- Origin: Leningrad, Russia
- Genres: electropop, synthpop, pop, hi-NRG
- Years active: 1985–1993
- Past members: Viktor Saltykov (1987–1990) Igor Talkov (1986–1987) Irina Allegrova (1986–1990) Raisa Saed-Shakh (1986) Alexander Nazarov (1987—1993)

= Electroclub =

Musical band

Electroclub (Электроклуб) was a Soviet and Russian electropop group founded in 1986.

==History==
Group "Electroclub" was active from 1985 till 1993. Musical director — Vladimir Dubovitskiy. Composer — David Tukhmanov. Group was founded and based on "Flames of Moscow" (Огни Москвы "Ogni Moskvy") Oscar Feltsman with musician Irina Allegrova, who has musical experience.

In 1986 from Ludmila Senchina's group has come singer and composer Igor Talkov. He was the ideologist of the group and the author of musical concept. The main song he had popular success with was "Clean Pounds" (Чистые пруды "Chistye Prudy"). In 1987 the Talkov's song "Three Letters" (Три письма "Tri Pisma") was awarded with "Golden tuning fork" (Чистые пруды "Zolotoy kamerton") and gained a phonograph record of their songs.
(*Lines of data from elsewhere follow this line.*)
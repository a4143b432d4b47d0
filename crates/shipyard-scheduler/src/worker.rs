//! Per-project worker loops.
//!
//! One loop per (project, credential). Each tick asks the provider which
//! commits are interesting (branch heads for commit triggers, open pull
//! request heads for pull request triggers) and hands the new ones to the
//! runner service. A failing or panicking iteration is logged and counted;
//! the loop carries on at its next tick and sibling loops never notice.

use chrono::{DateTime, Utc};
use futures::FutureExt;
use serde::Serialize;
use shipyard_core::provider::{ProviderClient, ProviderClientFactory, ProviderCredential};
use shipyard_core::{CommitSha, Project, ProjectId};
use std::collections::{BTreeMap, HashMap};
use std::panic::AssertUnwindSafe;
use std::sync::{Arc, Mutex, MutexGuard, PoisonError};
use std::time::Duration;
use tokio::task::JoinHandle;
use tokio::time::MissedTickBehavior;
use tokio_util::sync::CancellationToken;
use tracing::{debug, info, warn};

use crate::error::{SchedulerError, SchedulerResult, panic_message};
use crate::runner::{RunnerFactory, RunnerParams};
use crate::service::{Admission, BuildRunnerService};

/// Point-in-time view of one worker loop.
#[derive(Debug, Clone, PartialEq, Serialize)]
pub struct WorkerSnapshot {
    pub project: ProjectId,
    pub credential: String,
    pub running: bool,
    pub iterations: u64,
    pub failures: u64,
    pub last_error: Option<String>,
    pub last_poll: Option<DateTime<Utc>>,
}

#[derive(Debug, Default)]
struct LoopStats {
    iterations: u64,
    failures: u64,
    last_error: Option<String>,
    last_poll: Option<DateTime<Utc>>,
}

struct WorkerSlot {
    project: Arc<Project>,
    credential: ProviderCredential,
    stats: Arc<Mutex<LoopStats>>,
    running: Option<(CancellationToken, JoinHandle<()>)>,
}

#[derive(Debug, Clone, PartialEq, Eq, Hash)]
struct WorkerKey {
    project: ProjectId,
    credential: String,
}

struct Context {
    runners: BuildRunnerService,
    factory: Arc<RunnerFactory>,
    providers: Arc<dyn ProviderClientFactory>,
    poll_interval: Duration,
}

/// Owns the worker loops.
pub struct WorkerService {
    ctx: Arc<Context>,
    slots: Mutex<HashMap<WorkerKey, WorkerSlot>>,
}

impl WorkerService {
    pub fn new(
        runners: BuildRunnerService,
        factory: Arc<RunnerFactory>,
        providers: Arc<dyn ProviderClientFactory>,
        poll_interval: Duration,
    ) -> Self {
        Self {
            ctx: Arc::new(Context {
                runners,
                factory,
                providers,
                poll_interval,
            }),
            slots: Mutex::new(HashMap::new()),
        }
    }

    /// Record a loop without starting it. Registering the same pair twice
    /// is a no-op.
    pub fn register(&self, project: Arc<Project>, credential: ProviderCredential) {
        let key = WorkerKey {
            project: project.id.clone(),
            credential: credential.name().to_string(),
        };
        self.lock().entry(key).or_insert_with(|| {
            debug!(project = %project.id, credential = %credential.name(), "Worker registered");
            WorkerSlot {
                project,
                credential,
                stats: Arc::new(Mutex::new(LoopStats::default())),
                running: None,
            }
        });
    }

    /// Spawn every registered loop that is not running yet. Returns how many
    /// were started.
    pub fn start_all(&self) -> usize {
        let mut slots = self.lock();
        let mut started = 0;
        for slot in slots.values_mut() {
            if slot.running.is_none() {
                slot.running = Some(self.spawn(slot));
                started += 1;
            }
        }
        info!(started, total = slots.len(), "Worker loops started");
        started
    }

    /// Register and spawn one loop.
    pub fn start(&self, project: Arc<Project>, credential: ProviderCredential) {
        let key = WorkerKey {
            project: project.id.clone(),
            credential: credential.name().to_string(),
        };
        self.register(project, credential);

        let mut slots = self.lock();
        if let Some(slot) = slots.get_mut(&key) {
            if slot.running.is_none() {
                slot.running = Some(self.spawn(slot));
            }
        }
    }

    /// Cancel and forget every loop for a project. In-flight runners are
    /// left alone.
    pub fn stop(&self, project_id: &ProjectId) -> usize {
        self.stop_where(|key| &key.project == project_id)
    }

    /// Cancel and forget every loop using a credential.
    pub fn stop_credential(&self, credential: &str) -> usize {
        self.stop_where(|key| key.credential == credential)
    }

    pub fn stop_all(&self) -> usize {
        self.stop_where(|_| true)
    }

    pub fn workers(&self) -> Vec<WorkerSnapshot> {
        let slots = self.lock();
        let mut all: Vec<WorkerSnapshot> = slots
            .iter()
            .map(|(key, slot)| {
                let stats = lock_stats(&slot.stats);
                WorkerSnapshot {
                    project: key.project.clone(),
                    credential: key.credential.clone(),
                    running: slot
                        .running
                        .as_ref()
                        .is_some_and(|(_, handle)| !handle.is_finished()),
                    iterations: stats.iterations,
                    failures: stats.failures,
                    last_error: stats.last_error.clone(),
                    last_poll: stats.last_poll,
                }
            })
            .collect();
        all.sort_by(|a, b| (&a.project, &a.credential).cmp(&(&b.project, &b.credential)));
        all
    }

    fn stop_where(&self, matches: impl Fn(&WorkerKey) -> bool) -> usize {
        let mut slots = self.lock();
        let keys: Vec<WorkerKey> = slots.keys().filter(|k| matches(k)).cloned().collect();
        for key in &keys {
            if let Some(slot) = slots.remove(key) {
                if let Some((cancel, _)) = slot.running {
                    cancel.cancel();
                }
                info!(project = %key.project, credential = %key.credential, "Worker stopped");
            }
        }
        keys.len()
    }

    fn spawn(&self, slot: &WorkerSlot) -> (CancellationToken, JoinHandle<()>) {
        let cancel = CancellationToken::new();
        let provider = self.ctx.providers.client_for(&slot.credential);
        let handle = tokio::spawn(run_loop(
            self.ctx.clone(),
            slot.project.clone(),
            slot.credential.name().to_string(),
            provider,
            slot.stats.clone(),
            cancel.clone(),
        ));
        (cancel, handle)
    }

    fn lock(&self) -> MutexGuard<'_, HashMap<WorkerKey, WorkerSlot>> {
        self.slots.lock().unwrap_or_else(PoisonError::into_inner)
    }
}

fn lock_stats(stats: &Mutex<LoopStats>) -> MutexGuard<'_, LoopStats> {
    stats.lock().unwrap_or_else(PoisonError::into_inner)
}

async fn run_loop(
    ctx: Arc<Context>,
    project: Arc<Project>,
    credential: String,
    provider: Arc<dyn ProviderClient>,
    stats: Arc<Mutex<LoopStats>>,
    cancel: CancellationToken,
) {
    info!(project = %project.id, credential = %credential, "Worker loop running");
    let mut ticker = tokio::time::interval(ctx.poll_interval);
    ticker.set_missed_tick_behavior(MissedTickBehavior::Delay);

    loop {
        tokio::select! {
            _ = cancel.cancelled() => break,
            _ = ticker.tick() => {}
        }

        let iteration = AssertUnwindSafe(poll_once(&ctx, &project, &credential, &provider))
            .catch_unwind()
            .await
            .unwrap_or_else(|payload| {
                Err(SchedulerError::Panicked(panic_message(payload.as_ref())))
            });

        let mut recorded = lock_stats(&stats);
        recorded.iterations += 1;
        recorded.last_poll = Some(Utc::now());
        match iteration {
            Ok(admitted) => {
                debug!(project = %project.id, admitted, "Worker iteration done");
            }
            Err(e) => {
                warn!(project = %project.id, credential = %credential, error = %e, "Worker iteration failed");
                recorded.failures += 1;
                recorded.last_error = Some(e.to_string());
            }
        }
    }

    info!(project = %project.id, credential = %credential, "Worker loop stopped");
}

/// One pass over the provider. Returns how many runners were admitted.
async fn poll_once(
    ctx: &Context,
    project: &Arc<Project>,
    credential: &str,
    provider: &Arc<dyn ProviderClient>,
) -> SchedulerResult<usize> {
    let repo = &project.repo_config.full_name;
    let provider_err = |e| SchedulerError::provider(&project.id, e);

    // sha -> (trigger kind, branch)
    let mut candidates: BTreeMap<CommitSha, (&'static str, Option<String>)> = BTreeMap::new();
    for branch in project.commit_branches() {
        if let Some(sha) = provider
            .head_sha_for_branch(repo, &branch)
            .await
            .map_err(provider_err)?
        {
            candidates.entry(sha).or_insert(("commit", Some(branch)));
        }
    }

    let pr_branches = project.pull_request_branches();
    if !pr_branches.is_empty() {
        let heads = provider
            .last_commit_sha_for_all_open_pull_requests(repo, &pr_branches)
            .await
            .map_err(provider_err)?;
        for sha in heads {
            candidates.entry(sha).or_insert(("pull_request", None));
        }
    }

    let store = ctx.factory.store();
    let mut admitted = 0;
    for (sha, (trigger, branch)) in candidates {
        if ctx.runners.is_tracked(&project.id, &sha) {
            continue;
        }
        let known = store
            .builds_for_commit(&project.id, &sha)
            .await
            .map_err(SchedulerError::Store)?;
        if !known.is_empty() {
            continue;
        }

        let runner = ctx.factory.setup(RunnerParams {
            project: project.clone(),
            sha: sha.clone(),
            credential: credential.to_string(),
            provider: provider.clone(),
            build: None,
            trigger: trigger.to_string(),
            branch,
        });
        if let Admission::Accepted(build_id) = ctx.runners.add_build_runner(runner).await? {
            info!(project = %project.id, sha = %sha, trigger, build_id = %build_id, "New commit queued");
            admitted += 1;
        }
    }
    Ok(admitted)
}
After their first phonograph record Igor Talkov left the group and Tukhmanov has decided to invite vocal leader of the "Forum" (Форум) band. After this invitation group has decided to work on the new album in November, 1987. The quality of sound was worse than the first album and the phonogram record was a commercial failure. From the "Forum" band had invited Lazar Anastasiadi, Alexander Nazarov, Viktor Saltykov, Alexander Dronik.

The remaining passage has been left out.